Each year, nearly 2000 earthquakes are located in the province of British Columbia (BC). The majority of these events are located along the Pacific coast, in the offshore region that extends from northern Vancouver Island to Haida Gwaii, or in the Cascadia subduction zone (Figure 1). The west coast of Canada is one of the few areas in the world where all three types of plate movements (convergent, divergent and transform) take place, resulting in significant earthquake activity. Earthquakes in this region occur along the faults in the offshore region (e.g., a magnitude 8.1 Haida Gwaii earthquake of 1949); within the subducting ocean plate (e.g., a magnitude 6.8 earthquake beneath the Seattle-Tacoma region in 2001); and within the continental crust (e.g., a magnitude 7.3 earthquake on central Vancouver Island in 1946). In contrast, the central interior of BC is one of the most seismically quiescent areas of the province. For example, in more than 40 years of earthquake monitoring, few earthquakes have been detected or located in the vicinity of the Nechako basin (Cassidy et al., 2007).

Fig. 01
Figure 1.  Earthquake map of Canada (Courtesy of the Natural Resources Canada).

In recent years, detailed coda Q attenuation studies have been conducted in the Cascadia subduction zone of southwestern BC (Farahbod et al., 2016), in the vicinity of the Anahim volcanic Belt in the interior of BC (Farahbod and Cassidy, 2016), and in the eastern Cordillera and westernmost craton (Farahbod and Cassidy, 2018). In this study, we examine seismic attenuation characteristics of northeastern BC based upon seismic data collected by nine new CNSN stations (NBC1-8 and NAB1) from the first operating day in August 2013 until the end of 2016. The single-scattering approximation (Sato, 1977) using S-Wave coda is applied; the attenuation and frequency dependency for different paths and the correlation of the results with the geotectonics of the region will be presented.

Geology and tectonic setting

The complex geology of BC is a function of its location on the western edge of the North American continent and the eastern rim of the Pacific Ocean. There are five morpho-geological belts that define the geology of BC from east to west: the Foreland, Omineca, Intermontane, Coast and Insular Belts (Figure 2). Each one has different metamorphic, physiographic, metallogenic and tectonic histories.

The Foreland Belt is composed of weakly metamorphosed sedimentary rocks which are 1.4 billion to 33 million years old. During the breakup of Pangea during the Jurassic (~180 Ma.) the North American continent began to move westward, accreting terranes which lay just off the coast of the continent. These terranes were squeezed between the subducting oceanic lithosphere off the coast of North America and the wedge-shaped North American Craton.

Fig. 02
Figure 2. Tectonic assemblage map of the Canadian Cordillera including morpho-geological belts that define the geology of British Columbia (Courtesy of McLeish et al., 2011).

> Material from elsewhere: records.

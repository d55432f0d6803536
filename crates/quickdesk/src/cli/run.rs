use anyhow::Result;
use clap::Parser;
use console::style;
use tracing::info;

use crate::runtime::Desk;

/// Run the QuickDesk server.
#[derive(Parser)]
pub struct RunCommand {
    /// Configuration file path.
    #[arg(short, long, default_value = "quickdesk.toml")]
    pub config: String,

    /// Port to listen on (overrides config).
    #[arg(short, long)]
    pub port: Option<u16>,

    /// Directory of site-specific SQL migrations.
    #[arg(long, default_value = "migrations")]
    pub migrations_dir: String,

    /// Debug logging and unverified tokens.
    #[arg(long)]
    pub dev: bool,

    /// Emit logs as JSON lines.
    #[arg(long)]
    pub json_logs: bool,
}

impl RunCommand {
    pub async fn execute(self) -> Result<()> {
        init_tracing(self.dev, self.json_logs);

        println!();
        println!(
            "  {}  v{}",
            style("QuickDesk").bold().cyan(),
            env!("CARGO_PKG_VERSION")
        );
        println!();

        let mut config = super::load_config(&self.config)?;
        info!("Loaded configuration from {}", self.config);

        if let Some(port) = self.port {
            config.gateway.port = port;
        }
        if self.dev {
            config.security.auth.skip_verification = true;
        }

        println!(
            "  {} Listening on {}",
            style("→").dim(),
            style(format!("http://0.0.0.0:{}", config.gateway.port)).cyan()
        );
        println!(
            "  {} Attachments under {}",
            style("→").dim(),
            style(&config.storage.root).cyan()
        );
        if self.dev {
            println!(
                "  {} Development mode: token signatures are not verified",
                style("!").yellow().bold()
            );
        }
        println!();

        let desk = Desk::builder()
            .config(config)
            .migrations_dir(&self.migrations_dir)
            .build()?;

        desk.run().await?;

        println!("\n  {} Stopped", style("✓").green());
        Ok(())
    }
}

fn init_tracing(dev: bool, json: bool) {
    let level = if dev { "debug" } else { "info" };
    let filter = std::env::var("RUST_LOG").unwrap_or_else(|_| level.to_string());
    let builder = tracing_subscriber::fmt().with_env_filter(filter);
    if json {
        builder.json().init();
    } else {
        builder.init();
    }
}
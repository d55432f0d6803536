//! In-memory [`DeskStore`] for tests.

use std::collections::HashMap;
use std::sync::atomic::{AtomicBool, AtomicUsize, Ordering};
use std::sync::RwLock;

use async_trait::async_trait;
use chrono::Utc;
use uuid::Uuid;

use crate::error::{DeskError, Result};
use crate::model::{
    Attachment, Category, CategoryInput, CategoryWithCount, Comment, CommentWithAuthor,
    DeskSettings, NewAttachment, NewNotification, NewProfile, NewTicket, Notification,
    NotificationSettings, Profile, ProfileUpdate, Role, Ticket, TicketPatch, TicketStatus,
    TicketSummary, Vote, VoteTally, VoteType,
};
use crate::query::{Predicate, TicketQuery};
use crate::store::DeskStore;

#[derive(Default)]
struct Tables {
    profiles: HashMap<Uuid, Profile>,
    categories: HashMap<Uuid, Category>,
    tickets: HashMap<Uuid, Ticket>,
    comments: Vec<Comment>,
    attachments: Vec<Attachment>,
    votes: Vec<Vote>,
    notifications: Vec<Notification>,
    settings: Option<DeskSettings>,
}

/// A [`DeskStore`] over plain collections.
///
/// Counts every call so tests can assert that validation rejected input
/// before storage was reached, and can be told to fail notification inserts.
#[derive(Default)]
pub struct MemoryStore {
    tables: RwLock<Tables>,
    calls: AtomicUsize,
    fail_notifications: AtomicBool,
}

impl MemoryStore {
    pub fn new() -> Self {
        Self::default()
    }

    /// Number of trait calls made so far.
    pub fn call_count(&self) -> usize {
        self.calls.load(Ordering::SeqCst)
    }

    /// Make `insert_notification` fail from now on.
    pub fn fail_notifications(&self, fail: bool) {
        self.fail_notifications.store(fail, Ordering::SeqCst);
    }

    /// Insert a profile directly, bypassing call counting.
    pub fn seed_profile(&self, full_name: &str, role: Role) -> Profile {
        let now = Utc::now();
        let profile = Profile {
            id: Uuid::new_v4(),
            full_name: full_name.to_string(),
            email: format!("{}@example.com", full_name.to_lowercase().replace(' ', ".")),
            role,
            notification_settings: NotificationSettings::default(),
            created_at: now,
            updated_at: now,
        };
        self.tables
            .write()
            .unwrap()
            .profiles
            .insert(profile.id, profile.clone());
        profile
    }

    pub fn seed_category(&self, name: &str) -> Category {
        let category = Category {
            id: Uuid::new_v4(),
            name: name.to_string(),
            description: None,
            color: crate::model::default_color(),
            is_active: true,
            created_at: Utc::now(),
        };
        self.tables
            .write()
            .unwrap()
            .categories
            .insert(category.id, category.clone());
        category
    }

    /// Insert a ticket directly. `created_at` is spaced one second apart
    /// per ticket so ordering is deterministic.
    pub fn seed_ticket(
        &self,
        title: &str,
        category: &Category,
        creator: &Profile,
        agent: Option<&Profile>,
    ) -> Ticket {
        let mut tables = self.tables.write().unwrap();
        let at = Utc::now() + chrono::Duration::seconds(tables.tickets.len() as i64);
        let ticket = Ticket {
            id: Uuid::new_v4(),
            title: title.to_string(),
            description: format!("{} description", title),
            status: TicketStatus::Open,
            priority: Default::default(),
            category_id: category.id,
            creator_id: creator.id,
            assigned_agent_id: agent.map(|a| a.id),
            created_at: at,
            updated_at: at,
        };
        tables.tickets.insert(ticket.id, ticket.clone());
        ticket
    }

    /// Every vote row, for uniqueness checks.
    pub fn votes(&self) -> Vec<Vote> {
        self.tables.read().unwrap().votes.clone()
    }

    pub fn notifications(&self) -> Vec<Notification> {
        self.tables.read().unwrap().notifications.clone()
    }

    pub fn ticket_count(&self) -> usize {
        self.tables.read().unwrap().tickets.len()
    }

    fn touch(&self) {
        self.calls.fetch_add(1, Ordering::SeqCst);
    }
}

These terranes were squeezed upwards and downwards, which resulted in the detachment of the thick miogeoclinal sequences deposited during the late Proterozoic and Paleozoic from the cratonic basement. These sequences were upthrust onto the edge of the North American Craton forming the Foreland Belt (Welford et al., 2001).

The Omenica Belt is composed of highly metamorphosed, pericratonic (near craton) terranes on the edge of the North American craton not far from the continental margin that are 2 billion to 180 million years old. This belt goes from low hills to high mountains across its length, and today represents the once deeply buried roots of this ancient magmatic arc assemblage (Monger and Price, 2002).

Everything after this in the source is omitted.